▶ **What is being asked**:
Count how many lines of the data below contain the string "newline"; the reply should be that number alone.

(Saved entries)
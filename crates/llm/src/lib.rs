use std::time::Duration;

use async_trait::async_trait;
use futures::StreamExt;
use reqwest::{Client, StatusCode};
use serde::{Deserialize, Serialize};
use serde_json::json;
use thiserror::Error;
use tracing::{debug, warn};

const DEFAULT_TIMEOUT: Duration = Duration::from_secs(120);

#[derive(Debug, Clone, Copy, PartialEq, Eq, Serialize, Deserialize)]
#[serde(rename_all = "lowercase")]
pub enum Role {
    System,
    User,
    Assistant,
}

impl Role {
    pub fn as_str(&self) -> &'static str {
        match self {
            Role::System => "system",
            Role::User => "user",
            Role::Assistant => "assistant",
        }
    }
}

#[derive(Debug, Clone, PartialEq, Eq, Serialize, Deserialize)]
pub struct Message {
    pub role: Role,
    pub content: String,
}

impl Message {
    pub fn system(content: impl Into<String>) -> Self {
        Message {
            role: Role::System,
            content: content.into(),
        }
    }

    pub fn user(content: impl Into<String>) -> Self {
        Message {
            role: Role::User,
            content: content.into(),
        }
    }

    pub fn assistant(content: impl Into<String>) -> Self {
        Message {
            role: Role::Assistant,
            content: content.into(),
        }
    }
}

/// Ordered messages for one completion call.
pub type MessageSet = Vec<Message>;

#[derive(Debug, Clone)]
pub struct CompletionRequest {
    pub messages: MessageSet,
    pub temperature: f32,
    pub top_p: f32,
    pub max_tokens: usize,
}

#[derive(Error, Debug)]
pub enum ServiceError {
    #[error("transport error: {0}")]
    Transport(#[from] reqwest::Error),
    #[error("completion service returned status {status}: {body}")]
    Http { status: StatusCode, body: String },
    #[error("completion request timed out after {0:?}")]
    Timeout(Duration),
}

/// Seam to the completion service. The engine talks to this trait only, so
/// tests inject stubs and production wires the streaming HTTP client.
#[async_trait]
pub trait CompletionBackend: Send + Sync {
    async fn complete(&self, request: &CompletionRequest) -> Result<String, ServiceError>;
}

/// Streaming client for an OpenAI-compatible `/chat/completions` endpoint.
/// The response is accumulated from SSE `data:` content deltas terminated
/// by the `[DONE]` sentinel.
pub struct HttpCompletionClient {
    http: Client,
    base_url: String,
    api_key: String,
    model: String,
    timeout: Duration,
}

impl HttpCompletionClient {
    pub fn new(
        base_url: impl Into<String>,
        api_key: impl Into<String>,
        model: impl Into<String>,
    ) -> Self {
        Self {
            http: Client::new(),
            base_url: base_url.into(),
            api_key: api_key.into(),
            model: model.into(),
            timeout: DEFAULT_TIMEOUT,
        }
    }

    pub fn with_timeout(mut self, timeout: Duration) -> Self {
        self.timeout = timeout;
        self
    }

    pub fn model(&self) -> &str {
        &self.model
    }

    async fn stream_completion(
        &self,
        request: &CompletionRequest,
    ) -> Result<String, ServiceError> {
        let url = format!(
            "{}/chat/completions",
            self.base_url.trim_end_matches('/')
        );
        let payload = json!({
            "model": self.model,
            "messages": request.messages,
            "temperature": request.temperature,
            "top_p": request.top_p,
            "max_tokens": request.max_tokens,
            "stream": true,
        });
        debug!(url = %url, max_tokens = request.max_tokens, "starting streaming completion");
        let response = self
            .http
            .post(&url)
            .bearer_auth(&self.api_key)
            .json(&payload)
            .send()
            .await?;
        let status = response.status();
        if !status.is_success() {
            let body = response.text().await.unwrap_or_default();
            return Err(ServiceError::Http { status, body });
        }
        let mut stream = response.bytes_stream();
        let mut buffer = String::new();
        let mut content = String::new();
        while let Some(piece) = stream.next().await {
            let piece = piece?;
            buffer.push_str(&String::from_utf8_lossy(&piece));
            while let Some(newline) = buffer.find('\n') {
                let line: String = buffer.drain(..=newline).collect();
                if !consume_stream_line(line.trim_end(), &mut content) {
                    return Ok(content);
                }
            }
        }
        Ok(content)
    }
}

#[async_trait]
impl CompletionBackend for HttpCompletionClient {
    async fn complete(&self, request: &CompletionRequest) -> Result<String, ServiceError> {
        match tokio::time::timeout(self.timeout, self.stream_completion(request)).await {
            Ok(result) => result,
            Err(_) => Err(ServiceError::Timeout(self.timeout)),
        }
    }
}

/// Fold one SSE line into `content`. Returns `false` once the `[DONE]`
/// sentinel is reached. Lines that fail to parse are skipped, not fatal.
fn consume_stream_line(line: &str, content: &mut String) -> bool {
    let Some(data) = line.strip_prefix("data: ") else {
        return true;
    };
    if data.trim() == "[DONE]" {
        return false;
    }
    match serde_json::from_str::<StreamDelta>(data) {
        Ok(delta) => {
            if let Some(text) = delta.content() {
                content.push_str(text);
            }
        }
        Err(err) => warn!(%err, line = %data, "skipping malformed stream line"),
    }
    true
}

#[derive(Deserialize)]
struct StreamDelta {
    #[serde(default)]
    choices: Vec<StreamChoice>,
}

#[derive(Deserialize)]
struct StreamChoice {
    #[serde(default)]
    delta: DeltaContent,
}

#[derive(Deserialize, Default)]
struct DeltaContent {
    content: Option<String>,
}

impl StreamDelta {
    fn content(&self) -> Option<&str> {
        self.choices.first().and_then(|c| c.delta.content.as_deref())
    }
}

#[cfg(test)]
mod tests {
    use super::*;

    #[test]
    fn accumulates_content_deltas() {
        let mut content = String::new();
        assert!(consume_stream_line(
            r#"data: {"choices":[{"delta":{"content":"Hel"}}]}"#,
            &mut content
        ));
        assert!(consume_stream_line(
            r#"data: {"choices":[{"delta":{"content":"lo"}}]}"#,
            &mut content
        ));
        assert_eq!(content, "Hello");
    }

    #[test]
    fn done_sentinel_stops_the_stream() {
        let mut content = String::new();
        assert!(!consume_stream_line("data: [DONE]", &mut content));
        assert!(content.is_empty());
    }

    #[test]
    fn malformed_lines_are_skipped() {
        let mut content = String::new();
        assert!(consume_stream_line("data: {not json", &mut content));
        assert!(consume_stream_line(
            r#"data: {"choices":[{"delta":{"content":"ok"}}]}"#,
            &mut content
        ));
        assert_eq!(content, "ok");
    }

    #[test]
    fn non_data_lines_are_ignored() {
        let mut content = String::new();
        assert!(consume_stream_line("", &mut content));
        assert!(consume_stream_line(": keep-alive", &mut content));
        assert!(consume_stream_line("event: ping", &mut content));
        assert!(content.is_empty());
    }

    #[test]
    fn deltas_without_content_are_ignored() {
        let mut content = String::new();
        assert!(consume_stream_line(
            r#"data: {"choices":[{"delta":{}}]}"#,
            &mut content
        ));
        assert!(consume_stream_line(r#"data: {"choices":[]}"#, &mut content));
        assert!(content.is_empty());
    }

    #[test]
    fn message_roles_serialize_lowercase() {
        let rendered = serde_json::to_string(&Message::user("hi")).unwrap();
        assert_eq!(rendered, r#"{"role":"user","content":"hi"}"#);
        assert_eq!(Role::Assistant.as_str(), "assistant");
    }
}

...

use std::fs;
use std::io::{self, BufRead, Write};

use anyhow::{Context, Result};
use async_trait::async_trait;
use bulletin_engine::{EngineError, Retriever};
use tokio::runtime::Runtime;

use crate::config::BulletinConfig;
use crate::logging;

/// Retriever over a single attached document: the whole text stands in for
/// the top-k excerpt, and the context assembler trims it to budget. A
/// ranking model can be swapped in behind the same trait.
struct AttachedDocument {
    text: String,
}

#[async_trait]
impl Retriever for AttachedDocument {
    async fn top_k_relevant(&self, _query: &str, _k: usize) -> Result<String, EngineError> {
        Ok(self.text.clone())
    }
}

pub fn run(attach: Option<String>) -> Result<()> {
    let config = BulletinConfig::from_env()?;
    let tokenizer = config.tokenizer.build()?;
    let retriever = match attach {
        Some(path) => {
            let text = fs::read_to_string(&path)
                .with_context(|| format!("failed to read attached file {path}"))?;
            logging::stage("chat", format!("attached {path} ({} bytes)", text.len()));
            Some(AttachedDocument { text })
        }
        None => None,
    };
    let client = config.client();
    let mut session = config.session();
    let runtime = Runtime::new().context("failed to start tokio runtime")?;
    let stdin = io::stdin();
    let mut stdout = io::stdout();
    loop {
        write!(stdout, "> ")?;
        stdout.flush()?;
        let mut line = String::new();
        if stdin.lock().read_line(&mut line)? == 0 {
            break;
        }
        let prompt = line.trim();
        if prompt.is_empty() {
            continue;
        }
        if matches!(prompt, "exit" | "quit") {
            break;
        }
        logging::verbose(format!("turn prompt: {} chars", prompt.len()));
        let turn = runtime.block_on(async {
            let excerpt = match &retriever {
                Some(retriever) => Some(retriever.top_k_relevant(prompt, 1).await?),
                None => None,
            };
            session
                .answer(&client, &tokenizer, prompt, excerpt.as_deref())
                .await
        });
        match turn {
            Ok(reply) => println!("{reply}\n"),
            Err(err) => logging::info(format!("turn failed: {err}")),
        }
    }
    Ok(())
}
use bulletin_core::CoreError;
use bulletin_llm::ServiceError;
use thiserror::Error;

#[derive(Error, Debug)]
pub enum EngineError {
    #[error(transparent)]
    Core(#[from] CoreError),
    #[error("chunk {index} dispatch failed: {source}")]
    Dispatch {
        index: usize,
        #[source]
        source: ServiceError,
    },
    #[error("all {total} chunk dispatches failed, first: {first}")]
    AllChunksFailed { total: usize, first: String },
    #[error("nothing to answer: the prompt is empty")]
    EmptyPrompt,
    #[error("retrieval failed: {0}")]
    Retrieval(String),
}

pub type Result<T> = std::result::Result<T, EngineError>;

--

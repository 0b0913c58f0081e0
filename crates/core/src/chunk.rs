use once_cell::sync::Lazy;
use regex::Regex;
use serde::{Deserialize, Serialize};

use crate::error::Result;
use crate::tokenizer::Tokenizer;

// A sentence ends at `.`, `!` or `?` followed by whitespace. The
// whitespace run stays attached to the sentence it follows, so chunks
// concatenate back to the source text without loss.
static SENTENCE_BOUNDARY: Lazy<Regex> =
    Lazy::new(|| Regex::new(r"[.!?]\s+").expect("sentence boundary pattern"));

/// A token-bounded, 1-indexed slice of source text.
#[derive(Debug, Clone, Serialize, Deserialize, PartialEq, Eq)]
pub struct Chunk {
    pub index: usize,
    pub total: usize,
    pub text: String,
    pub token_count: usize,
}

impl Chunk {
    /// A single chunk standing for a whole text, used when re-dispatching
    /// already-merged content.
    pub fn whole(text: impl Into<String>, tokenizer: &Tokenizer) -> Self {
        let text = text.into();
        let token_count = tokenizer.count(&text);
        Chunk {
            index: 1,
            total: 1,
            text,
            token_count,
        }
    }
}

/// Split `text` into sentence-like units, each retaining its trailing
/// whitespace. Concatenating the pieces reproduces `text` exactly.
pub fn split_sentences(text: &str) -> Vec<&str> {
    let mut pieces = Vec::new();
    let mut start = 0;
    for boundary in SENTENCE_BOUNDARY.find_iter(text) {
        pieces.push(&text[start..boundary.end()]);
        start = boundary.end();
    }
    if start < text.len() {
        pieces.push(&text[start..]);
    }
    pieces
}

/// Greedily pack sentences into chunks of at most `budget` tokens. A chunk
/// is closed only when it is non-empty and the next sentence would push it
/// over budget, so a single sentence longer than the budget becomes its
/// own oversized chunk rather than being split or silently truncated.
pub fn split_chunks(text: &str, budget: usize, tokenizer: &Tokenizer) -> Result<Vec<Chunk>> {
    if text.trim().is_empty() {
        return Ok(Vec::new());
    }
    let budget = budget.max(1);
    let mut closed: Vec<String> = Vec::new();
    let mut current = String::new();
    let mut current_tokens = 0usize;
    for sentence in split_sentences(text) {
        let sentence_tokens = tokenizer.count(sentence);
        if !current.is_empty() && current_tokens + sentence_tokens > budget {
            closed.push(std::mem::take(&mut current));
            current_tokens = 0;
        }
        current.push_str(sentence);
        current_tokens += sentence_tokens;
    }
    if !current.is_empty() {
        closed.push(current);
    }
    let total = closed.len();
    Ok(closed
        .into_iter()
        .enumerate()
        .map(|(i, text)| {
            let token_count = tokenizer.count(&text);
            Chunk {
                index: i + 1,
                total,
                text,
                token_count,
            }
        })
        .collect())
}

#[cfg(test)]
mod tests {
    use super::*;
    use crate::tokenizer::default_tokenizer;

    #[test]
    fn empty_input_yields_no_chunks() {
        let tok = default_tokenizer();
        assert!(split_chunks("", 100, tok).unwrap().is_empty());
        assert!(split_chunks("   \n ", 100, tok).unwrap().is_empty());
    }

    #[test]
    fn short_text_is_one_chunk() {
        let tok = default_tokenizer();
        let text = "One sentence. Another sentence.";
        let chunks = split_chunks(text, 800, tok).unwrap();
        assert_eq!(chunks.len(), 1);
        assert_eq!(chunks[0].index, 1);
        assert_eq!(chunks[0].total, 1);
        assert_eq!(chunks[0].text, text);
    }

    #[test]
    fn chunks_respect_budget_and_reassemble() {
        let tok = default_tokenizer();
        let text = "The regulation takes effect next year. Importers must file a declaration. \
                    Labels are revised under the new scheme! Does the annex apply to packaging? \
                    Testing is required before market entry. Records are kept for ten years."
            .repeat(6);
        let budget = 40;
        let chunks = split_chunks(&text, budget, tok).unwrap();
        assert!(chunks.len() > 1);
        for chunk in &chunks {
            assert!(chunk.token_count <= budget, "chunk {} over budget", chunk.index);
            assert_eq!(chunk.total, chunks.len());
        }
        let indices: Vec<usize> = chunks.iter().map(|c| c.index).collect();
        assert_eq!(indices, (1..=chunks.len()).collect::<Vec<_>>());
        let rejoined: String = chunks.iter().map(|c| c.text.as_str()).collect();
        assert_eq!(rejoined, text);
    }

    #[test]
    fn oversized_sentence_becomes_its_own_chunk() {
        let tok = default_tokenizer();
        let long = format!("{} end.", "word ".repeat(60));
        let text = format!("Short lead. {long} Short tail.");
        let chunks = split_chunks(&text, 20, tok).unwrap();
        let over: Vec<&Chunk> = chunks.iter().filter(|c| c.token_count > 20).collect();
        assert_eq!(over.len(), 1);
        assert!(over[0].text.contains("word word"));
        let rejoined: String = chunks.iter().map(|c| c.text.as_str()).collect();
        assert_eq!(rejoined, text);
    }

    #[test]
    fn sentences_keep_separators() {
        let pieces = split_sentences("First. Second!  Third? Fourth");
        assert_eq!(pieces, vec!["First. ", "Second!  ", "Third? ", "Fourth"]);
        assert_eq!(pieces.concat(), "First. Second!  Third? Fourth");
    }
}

▶ **Solution to the problem**:
2